This decision is in some respects surprising, although it seems to us to be correct. In other cases on similar facts, the courts have taken different views. In one case, (cited in this judgment and said to have been wrongly decided) it was accepted that contractual warranties could form the basis of a claim for misrepresentation. In another, although the misrepresentation claimed failed on the facts, the judge appeared not to take the "conceptual" or "timing" points referred to in our analysis. He accepted that an exchange of draft agreements containing warranties could amount to pre-contract representations in the form of the draft warranties. It remains to be seen if there will be an opportunity for the Court of Appeal to clarify the position.
The judgment also leaves uncertainty as to what contractual language is required to permit a warranty to operate as a representation. Given the point raised at 1.2 in our analysis of the case, would it be enough to have the sellers "represent and warrant" if, for example, the limitations on liability did not specify limits for claims in misrepresentation? Or would the point in 1.3 mean that the contract would need to provide that warranties are treated as if they were representations (because the "conceptual" and "timing" problems mean that they cannot actually be representations)? What about a recital stating that the sellers had, before entering into the contract, made representations to the buyer in the form of the warranties and that the buyer had been induced by those representations to enter into the agreement?
What is clear is that sellers should always remove any representation language from sale agreements. Alternatively, they should stipulate that any misrepresentation claim based on a warranty cannot give rise to greater liability than would arise under the corresponding contractual warranty claim. If a buyer cannot prove loss so as to find a remedy in contractual damages, it should not be allowed a second bite at the cherry through a parallel claim in misrepresentation.
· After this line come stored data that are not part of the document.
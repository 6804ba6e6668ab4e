//! mqtt-bridge - Main Entry Point
//!
//! Loads configuration, then serves the HTTP API until SIGINT or SIGTERM.

use clap::{Parser, Subcommand};
use mqtt_bridge::config::{BridgeConfig, ConfigOverrides};
use mqtt_bridge::observability::init_default_logging;
use mqtt_bridge::{BridgeServer, ConnectionManager, MqttTransport};
use std::path::{Path, PathBuf};
use std::process;
use std::sync::Arc;
use tokio::signal;
use tracing::{error, info, Level};

type BoxError = Box<dyn std::error::Error + Send + Sync>;

/// HTTP-to-MQTT bridge
#[derive(Parser)]
#[command(name = "mqtt-bridge")]
#[command(about = "Publish HTTP requests onto an MQTT broker")]
#[command(version)]
struct Cli {
    /// Configuration file path
    #[arg(short, long, value_name = "FILE")]
    config: Option<PathBuf>,

    /// Broker host, overrides the config file
    #[arg(long, env = "MQTT_HOST")]
    mqtt_host: Option<String>,

    /// Broker port, overrides the config file
    #[arg(long, env = "MQTT_PORT")]
    mqtt_port: Option<u16>,

    /// HTTP listen port, overrides the config file
    #[arg(long, env = "HTTP_PORT")]
    http_port: Option<u16>,

    /// Verbose logging (-v debug, -vv trace)
    #[arg(short, long, action = clap::ArgAction::Count)]
    verbose: u8,

    #[command(subcommand)]
    command: Option<Commands>,
}

#[derive(Subcommand)]
enum Commands {
    /// Run the bridge (default)
    Run,
    /// Validate configuration
    Config {
        /// Print the resolved configuration
        #[arg(long)]
        show: bool,
    },
}

#[tokio::main]
async fn main() {
    let cli = Cli::parse();

    let level = match cli.verbose {
        0 => None,
        1 => Some(Level::DEBUG),
        _ => Some(Level::TRACE),
    };
    init_default_logging(level);

    let overrides = ConfigOverrides {
        mqtt_host: cli.mqtt_host,
        mqtt_port: cli.mqtt_port,
        http_port: cli.http_port,
    };

    let config = match load_configuration(cli.config.as_deref(), overrides) {
        Ok(config) => config,
        Err(e) => {
            error!("Failed to load configuration: {}", e);
            process::exit(1);
        }
    };

    let result = match cli.command.unwrap_or(Commands::Run) {
        Commands::Run => run_bridge(config).await,
        Commands::Config { show } => handle_config_command(&config, show),
    };

    if let Err(e) = result {
        error!("Command failed: {}", e);
        process::exit(1);
    }
}

fn load_configuration(
    config_path: Option<&Path>,
    overrides: ConfigOverrides,
) -> Result<BridgeConfig, BoxError> {
    let config = match config_path {
        Some(path) => {
            info!("Loading configuration from: {}", path.display());
            BridgeConfig::load_from_file(path)?
        }
        None => {
            let default_paths = ["mqtt-bridge.toml", "config/mqtt-bridge.toml"];

            match default_paths.iter().map(Path::new).find(|path| path.exists()) {
                Some(path) => {
                    info!("Loading configuration from: {}", path.display());
                    BridgeConfig::load_from_file(path)?
                }
                None => {
                    info!("No configuration file found, using defaults");
                    BridgeConfig::default()
                }
            }
        }
    };

    Ok(config.apply_overrides(overrides)?)
}

async fn run_bridge(config: BridgeConfig) -> Result<(), BoxError> {
    info!(
        "Starting mqtt-bridge v{} (broker {})",
        env!("CARGO_PKG_VERSION"),
        config.mqtt.broker_url()
    );

    let transport = MqttTransport::new(config.mqtt.clone())?;
    let manager = Arc::new(ConnectionManager::new(transport));
    let server = BridgeServer::new(config.http.clone(), Arc::clone(&manager));

    let mut sigint = signal::unix::signal(signal::unix::SignalKind::interrupt())?;
    let mut sigterm = signal::unix::signal(signal::unix::SignalKind::terminate())?;

    let shutdown = async move {
        tokio::select! {
            _ = sigint.recv() => {
                info!("Received SIGINT, shutting down gracefully...");
            }
            _ = sigterm.recv() => {
                info!("Received SIGTERM, shutting down gracefully...");
            }
        }
    };

    server.run(shutdown).await?;

    manager.shutdown().await;
    info!("Application shutdown complete");
    Ok(())
}

fn handle_config_command(config: &BridgeConfig, show: bool) -> Result<(), BoxError> {
    if show {
        println!("{}", toml::to_string_pretty(config)?);
    }

    info!("Configuration validation complete");
    Ok(())
}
Sellers should also ensure that buyers cannot make claims based on representations allegedly made outside the scope of the sale agreement (such as the "nice little runner" comment in pre-contract negotiations). A properly drafted entire agreement clause (stating that all the relevant terms are set out in the written contract) will take care of this issue, provided the exclusion of liability is reasonable in all the circumstances.
Other cases suggest that the contract should expressly state that the parties have not relied on any oral or written representation not contained in the contract documentation and waive any rights not conferred by the contract. Some commentators have gone so far as to state that the "entire agreement" and "non-reliance/waiver" provisions should be in separate clauses or sub-clauses. This is to ensure there is clear and separate provision both in the language of contract law and that of representation.
However, note that no contractual protection will be effective where a representation is made fraudulently. A fraudulent misrepresentation is a false statement made knowingly, or without belief in its truth, or recklessly as to whether or not it is true.